Neurofilament protein crosslinking in gamma-diketone neuropathy: in vitro and in vivo studies using the seaworm myxicola infundibulum.

Neurofilament (NF) protein crosslinking has been proposed as the ultimate pathogenetic mechanism underlying the neuropathies caused by the gamma-diketones 2,5-hexanedione (HD) and 3,4-dimethyl-2,5-hexanedione (DMHD). Mammalian models have been used to investigate this hypothesis, but alternative experimental models are needed. Myxicola infundibulum is a marine worm which is gaining popularity in neuroscience research because of its large syncytial axon. A model system using Myxicola has been developed to investigate NF crosslinking in worms exposed to neurotoxic agents whose putative mechanisms involve covalent crosslinking of NF proteins. In vitro studies using purified NF demonstrate that progressive alkylation of Myxicola NF with [2,5-14C]DMHD is accompanied by NF protein crosslinking. Rabbit anti-Myxicola NF antisera showed highly restricted activity for Myxicola axoplasm and NF and were employed for immunoblotting axoplasm from Myxicola treated in vivo with DMHD. A dramatic increase in high molecular weight material was demonstrated in the axoplasm of treated worms, as demonstrated by polyacrylamide gel electrophoresis, and the new high molecular weight bands stained with the anti-NF antisera, indicating the presence of anti-NF reactive material in the crosslinked protein.
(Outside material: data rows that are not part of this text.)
//! Shared helpers for integration tests: synthetic PDFs and fake engines.

#![allow(dead_code)]

use std::path::{Path, PathBuf};
use std::sync::atomic::{AtomicUsize, Ordering};
use std::sync::Arc;

use arpdf::ocr::{Language, OcrBackend, OcrBackendType, OcrError, Recognition};
use arpdf::{PageImage, PageRenderer};
use lopdf::content::{Content, Operation};
use lopdf::{dictionary, Document, Object, Stream};

/// A sentence long and dense enough to pass the smart strategy on A4.
pub const TEXT_LINE: &str =
    "The quick brown fox jumps over the lazy dog and keeps running far away.";

/// Page contents for [`build_pdf`].
pub enum PageSpec<'a> {
    /// A text layer with this string
    Text(&'a str),
    /// A single full-page image and no text
    Scanned,
    /// A full-page image plus a text object whose `Tf` operand is not a
    /// font name, so the text layer cannot be read
    UnreadableText,
}

/// Build an A4 PDF in memory.
pub fn build_pdf(pages: &[PageSpec]) -> Vec<u8> {
    let mut doc = Document::with_version("1.5");
    let pages_id = doc.new_object_id();

    let font_id = doc.add_object(dictionary! {
        "Type" => "Font",
        "Subtype" => "Type1",
        "BaseFont" => "Helvetica",
        "Encoding" => "WinAnsiEncoding",
    });
    let image_id = doc.add_object(Stream::new(
        dictionary! {
            "Type" => "XObject",
            "Subtype" => "Image",
            "Width" => 1,
            "Height" => 1,
            "ColorSpace" => "DeviceGray",
            "BitsPerComponent" => 8,
        },
        vec![0u8],
    ));

    let mut kids: Vec<Object> = Vec::new();
    for spec in pages {
        let (operations, resources) = match spec {
            PageSpec::Text(text) => (
                vec![
                    Operation::new("BT", vec![]),
                    Operation::new("Tf", vec!["F1".into(), 12.into()]),
                    Operation::new("Td", vec![72.into(), 760.into()]),
                    Operation::new("Tj", vec![Object::string_literal(*text)]),
                    Operation::new("ET", vec![]),
                ],
                dictionary! { "Font" => dictionary! { "F1" => font_id } },
            ),
            PageSpec::Scanned => (
                vec![
                    Operation::new("q", vec![]),
                    Operation::new(
                        "cm",
                        vec![595.into(), 0.into(), 0.into(), 842.into(), 0.into(), 0.into()],
                    ),
                    Operation::new("Do", vec!["Im1".into()]),
                    Operation::new("Q", vec![]),
                ],
                dictionary! { "XObject" => dictionary! { "Im1" => image_id } },
            ),
            PageSpec::UnreadableText => (
                vec![
                    Operation::new("q", vec![]),
                    Operation::new(
                        "cm",
                        vec![595.into(), 0.into(), 0.into(), 842.into(), 0.into(), 0.into()],
                    ),
                    Operation::new("Do", vec!["Im1".into()]),
                    Operation::new("Q", vec![]),
                    Operation::new("BT", vec![]),
                    Operation::new("Tf", vec![12.into(), 12.into()]),
                    Operation::new("Tj", vec![Object::string_literal(TEXT_LINE)]),
                    Operation::new("ET", vec![]),
                ],
                dictionary! {
                    "Font" => dictionary! { "F1" => font_id },
                    "XObject" => dictionary! { "Im1" => image_id },
                },
            ),
        };

        let content = Content { operations };
        let content_id = doc.add_object(Stream::new(
            dictionary! {},
            content.encode().expect("encode content"),
        ));
        let page_id = doc.add_object(dictionary! {
            "Type" => "Page",
            "Parent" => pages_id,
            "Contents" => content_id,
            "Resources" => resources,
        });
        kids.push(page_id.into());
    }

    let count = kids.len() as i64;
    doc.objects.insert(
        pages_id,
        Object::Dictionary(dictionary! {
            "Type" => "Pages",
            "Kids" => kids,
            "Count" => count,
            "MediaBox" => vec![0.into(), 0.into(), 595.into(), 842.into()],
        }),
    );
    let catalog_id = doc.add_object(dictionary! {
        "Type" => "Catalog",
        "Pages" => pages_id,
    });
    doc.trailer.set("Root", catalog_id);

    let info_id = doc.add_object(dictionary! {
        "Title" => Object::string_literal("Synthetic Test Document"),
        "Producer" => Object::string_literal("arpdf tests"),
    });
    doc.trailer.set("Info", info_id);

    let mut bytes = Vec::new();
    doc.save_to(&mut bytes).expect("save pdf");
    bytes
}

/// Write a PDF built from `pages` to `dir/name`.
pub fn write_pdf(dir: &Path, name: &str, pages: &[PageSpec]) -> PathBuf {
    let path = dir.join(name);
    if let Some(parent) = path.parent() {
        std::fs::create_dir_all(parent).expect("create dir");
    }
    std::fs::write(&path, build_pdf(pages)).expect("write pdf");
    path
}

/// Renderer that never touches Poppler.
pub struct FakeRenderer;

impl PageRenderer for FakeRenderer {
    fn render(&self, _pdf_path: &Path, page: u32) -> arpdf::Result<PageImage> {
        Ok(PageImage::new(format!("page-{}.png", page), page, 200))
    }

    fn is_available(&self) -> bool {
        true
    }
}

/// OCR engine that counts calls and returns a fixed Arabic line.
pub struct CountingOcr {
    pub calls: Arc<AtomicUsize>,
    pub available: bool,
}

impl CountingOcr {
    pub fn new() -> (Self, Arc<AtomicUsize>) {
        let calls = Arc::new(AtomicUsize::new(0));
        (
            Self {
                calls: calls.clone(),
                available: true,
            },
            calls,
        )
    }

    pub fn unavailable() -> Self {
        Self {
            calls: Arc::new(AtomicUsize::new(0)),
            available: false,
        }
    }
}

impl OcrBackend for CountingOcr {
    fn backend_type(&self) -> OcrBackendType {
        OcrBackendType::Tesseract
    }

    fn is_available(&self) -> bool {
        self.available
    }

    fn availability_hint(&self) -> String {
        "tesseract not installed".to_string()
    }

    fn recognize(
        &self,
        image: &PageImage,
        _languages: &[Language],
    ) -> Result<Recognition, OcrError> {
        self.calls.fetch_add(1, Ordering::SeqCst);
        Ok(Recognition {
            text: format!("الصفحة الممسوحة رقم {}", image.page()),
            confidence: Some(0.9),
            backend: OcrBackendType::Tesseract,
            processing_time_ms: 1,
        })
    }
}
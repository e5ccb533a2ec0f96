//! PDF access: page text and geometry through lopdf, page images through
//! Poppler.

mod loader;
mod render;

pub use loader::{PdfLoader, PdfSource};
pub use render::{find_page_image, PageRenderer, PdftoppmRenderer};
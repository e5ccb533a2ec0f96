//! Document-level extraction results.

use chrono::{DateTime, Utc};
use serde::{Serialize, Serializer};
use std::fmt;
use std::path::PathBuf;

use crate::config::StrategyMode;
use crate::ocr::OcrBackendType;
use crate::strategy::OcrReason;

/// Separator placed between page texts in the concatenated document text.
pub const PAGE_SEPARATOR: &str = "\n\n";

/// Information read from the PDF's document info dictionary.
#[derive(Debug, Clone, Default, Serialize)]
pub struct DocumentInfo {
    /// Document title
    pub title: Option<String>,

    /// Document author
    pub author: Option<String>,

    /// Document subject
    pub subject: Option<String>,

    /// Keywords
    pub keywords: Option<String>,

    /// Creator application
    pub creator: Option<String>,

    /// PDF producer
    pub producer: Option<String>,

    /// Creation date
    pub creation_date: Option<DateTime<Utc>>,

    /// Last modification date
    pub modification_date: Option<DateTime<Utc>>,

    /// PDF version (e.g., "1.7")
    pub pdf_version: String,

    /// Total number of pages
    pub page_count: u32,

    /// Whether the document is encrypted
    pub encrypted: bool,
}

impl DocumentInfo {
    /// Create new info with PDF version.
    pub fn with_version(version: impl Into<String>) -> Self {
        Self {
            pdf_version: version.into(),
            ..Default::default()
        }
    }
}

/// How a page's text was obtained.
#[derive(Debug, Clone, Copy, PartialEq, Eq)]
pub enum ExtractionMethod {
    /// Text taken from the PDF's own text layer.
    Embedded,
    /// Page rendered and recognized by an OCR engine.
    Ocr(OcrBackendType),
    /// Nothing could be extracted.
    None,
}

impl ExtractionMethod {
    /// Short label used in output and logs.
    pub fn label(&self) -> String {
        match self {
            ExtractionMethod::Embedded => "embedded".to_string(),
            ExtractionMethod::Ocr(backend) => backend.as_str().to_string(),
            ExtractionMethod::None => "none".to_string(),
        }
    }

    /// Whether an OCR engine produced the text.
    pub fn is_ocr(&self) -> bool {
        matches!(self, ExtractionMethod::Ocr(_))
    }
}

impl fmt::Display for ExtractionMethod {
    fn fmt(&self, f: &mut fmt::Formatter<'_>) -> fmt::Result {
        f.write_str(&self.label())
    }
}

impl Serialize for ExtractionMethod {
    fn serialize<S: Serializer>(&self, serializer: S) -> std::result::Result<S::Ok, S::Error> {
        serializer.serialize_str(&self.label())
    }
}

/// Extraction outcome for one page.
#[derive(Debug, Clone, Serialize)]
pub struct PageResult {
    /// Page number (1-indexed)
    pub number: u32,

    /// Normalized text (empty when the page failed)
    pub text: String,

    /// Method that produced `text`
    pub method: ExtractionMethod,

    /// Recognition confidence in 0.0..=1.0; 1.0 for embedded text
    pub confidence: Option<f32>,

    /// Whether the strategy routed this page to OCR
    pub needs_ocr: bool,

    /// Why the strategy routed this page to OCR
    pub reason: Option<OcrReason>,

    /// Text layer as found in the PDF, before normalization
    #[serde(skip)]
    pub raw_text: String,

    /// Error message if extraction failed or fell back
    pub error: Option<String>,
}

impl PageResult {
    /// A page whose embedded text was accepted.
    pub fn embedded(number: u32, text: String, raw_text: String) -> Self {
        Self {
            number,
            text,
            method: ExtractionMethod::Embedded,
            confidence: Some(1.0),
            needs_ocr: false,
            reason: None,
            raw_text,
            error: None,
        }
    }

    /// A page recognized by an OCR backend.
    pub fn ocr(
        number: u32,
        text: String,
        backend: OcrBackendType,
        confidence: Option<f32>,
        raw_text: String,
    ) -> Self {
        Self {
            number,
            text,
            method: ExtractionMethod::Ocr(backend),
            confidence,
            needs_ocr: true,
            reason: None,
            raw_text,
            error: None,
        }
    }

    /// A page for which no text could be produced.
    pub fn failed(number: u32, error: impl Into<String>, raw_text: String) -> Self {
        Self {
            number,
            text: String::new(),
            method: ExtractionMethod::None,
            confidence: None,
            needs_ocr: false,
            reason: None,
            raw_text,
            error: Some(error.into()),
        }
    }

    /// Record the strategy's OCR decision.
    pub fn with_decision(mut self, needs_ocr: bool, reason: Option<OcrReason>) -> Self {
        self.needs_ocr = needs_ocr;
        self.reason = reason;
        self
    }

    /// Attach an error message without discarding the text.
    pub fn with_error(mut self, error: impl Into<String>) -> Self {
        self.error = Some(error.into());
        self
    }

    /// Whether the page produced any text.
    pub fn has_content(&self) -> bool {
        !self.text.trim().is_empty()
    }

    /// Whether the page failed: no text and an error recorded.
    pub fn is_failed(&self) -> bool {
        !self.has_content() && self.error.is_some()
    }

    /// Whitespace-separated word count.
    pub fn word_count(&self) -> usize {
        self.text.split_whitespace().count()
    }

    /// Character count.
    pub fn char_count(&self) -> usize {
        self.text.chars().count()
    }
}

/// Processing details for a document.
#[derive(Debug, Clone, Serialize)]
pub struct ProcessingInfo {
    /// Strategy mode used
    pub strategy: StrategyMode,

    /// OCR backend configured for the run, if any
    pub backend: Option<OcrBackendType>,

    /// Wall-clock processing time in milliseconds
    pub processing_time_ms: u64,

    /// When extraction finished
    pub extracted_at: DateTime<Utc>,
}

/// Extraction outcome for a whole document.
#[derive(Debug, Clone, Serialize)]
pub struct DocumentResult {
    /// File name without directories
    pub filename: String,

    /// Path the document was read from
    pub path: PathBuf,

    /// File size in bytes (0 for in-memory sources)
    pub file_size: u64,

    /// Non-empty page texts joined by [`PAGE_SEPARATOR`]
    pub text: String,

    /// Per-page breakdown, in page order
    pub pages: Vec<PageResult>,

    /// Document info dictionary
    pub info: DocumentInfo,

    /// Processing details
    pub processing: ProcessingInfo,
}

impl DocumentResult {
    /// Build a result from per-page outcomes, concatenating their text in order.
    pub fn new(
        filename: impl Into<String>,
        path: impl Into<PathBuf>,
        pages: Vec<PageResult>,
        info: DocumentInfo,
        processing: ProcessingInfo,
    ) -> Self {
        let text = join_page_texts(&pages);
        Self {
            filename: filename.into(),
            path: path.into(),
            file_size: 0,
            text,
            pages,
            info,
            processing,
        }
    }

    /// Set the source file size.
    pub fn with_file_size(mut self, size: u64) -> Self {
        self.file_size = size;
        self
    }

    /// Number of pages processed.
    pub fn page_count(&self) -> usize {
        self.pages.len()
    }

    /// Pages whose text came from the text layer.
    pub fn embedded_pages(&self) -> usize {
        self.pages
            .iter()
            .filter(|p| p.method == ExtractionMethod::Embedded)
            .count()
    }

    /// Pages whose text came from OCR.
    pub fn ocr_pages(&self) -> usize {
        self.pages.iter().filter(|p| p.method.is_ocr()).count()
    }

    /// Pages that produced no text and recorded an error.
    pub fn failed_pages(&self) -> usize {
        self.pages.iter().filter(|p| p.is_failed()).count()
    }

    /// Pages with any text.
    pub fn non_empty_pages(&self) -> usize {
        self.pages.iter().filter(|p| p.has_content()).count()
    }

    /// Every page-level error, including fallbacks that kept some text.
    pub fn errors(&self) -> Vec<PageError> {
        self.pages
            .iter()
            .filter_map(|p| {
                p.error.as_ref().map(|e| PageError {
                    page: p.number,
                    error: e.clone(),
                })
            })
            .collect()
    }

    /// Human-readable processing summary.
    pub fn summary(&self) -> String {
        format!(
            "{} embedded, {} OCR, {} failed",
            self.embedded_pages(),
            self.ocr_pages(),
            self.failed_pages()
        )
    }

    /// Whitespace-separated word count of the full text.
    pub fn word_count(&self) -> usize {
        self.text.split_whitespace().count()
    }

    /// Character count of the full text.
    pub fn char_count(&self) -> usize {
        self.text.chars().count()
    }
}

/// A page-level failure surfaced in the output.
#[derive(Debug, Clone, PartialEq, Eq, Serialize)]
pub struct PageError {
    /// Page number (1-indexed)
    pub page: u32,
    /// Error message
    pub error: String,
}

fn join_page_texts(pages: &[PageResult]) -> String {
    pages
        .iter()
        .filter(|p| p.has_content())
        .map(|p| p.text.as_str())
        .collect::<Vec<_>>()
        .join(PAGE_SEPARATOR)
}

#[cfg(test)]
mod tests {
    use super::*;

    fn processing() -> ProcessingInfo {
        ProcessingInfo {
            strategy: StrategyMode::Smart,
            backend: Some(OcrBackendType::Tesseract),
            processing_time_ms: 12,
            extracted_at: Utc::now(),
        }
    }

    #[test]
    fn test_document_text_skips_empty_pages() {
        let pages = vec![
            PageResult::embedded(1, "first".into(), "first".into()),
            PageResult::failed(2, "render failed", String::new()),
            PageResult::ocr(3, "third".into(), OcrBackendType::Tesseract, Some(0.9), String::new()),
        ];
        let doc = DocumentResult::new("x.pdf", "x.pdf", pages, DocumentInfo::default(), processing());

        assert_eq!(doc.text, "first\n\nthird");
        assert_eq!(doc.embedded_pages(), 1);
        assert_eq!(doc.ocr_pages(), 1);
        assert_eq!(doc.failed_pages(), 1);
        assert_eq!(doc.summary(), "1 embedded, 1 OCR, 1 failed");
    }

    #[test]
    fn test_errors_include_fallbacks() {
        let pages = vec![PageResult::embedded(1, "kept".into(), "kept".into())
            .with_decision(true, Some(OcrReason::TooFewChars))
            .with_error("tesseract not found")];
        let doc = DocumentResult::new("x.pdf", "x.pdf", pages, DocumentInfo::default(), processing());

        assert_eq!(doc.failed_pages(), 0);
        assert_eq!(
            doc.errors(),
            vec![PageError {
                page: 1,
                error: "tesseract not found".into()
            }]
        );
    }

    #[test]
    fn test_method_serializes_as_label() {
        let json = serde_json::to_string(&ExtractionMethod::Ocr(OcrBackendType::PaddleOcr)).unwrap();
        assert_eq!(json, "\"paddleocr\"");
        let json = serde_json::to_string(&ExtractionMethod::Embedded).unwrap();
        assert_eq!(json, "\"embedded\"");
    }
}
Further, there was progression of crosslinking after cessation of exposure in vivo, an observation which suggests oxidation of remaining pyrrolyl derivatives. These studies support previous observations which suggest that NF crosslinking is the molecular event which initiates NF aggregation in gamma-diketone neurotoxicity, and establish Myxicola infundibulum as a useful species in which to study certain neurotoxic compounds.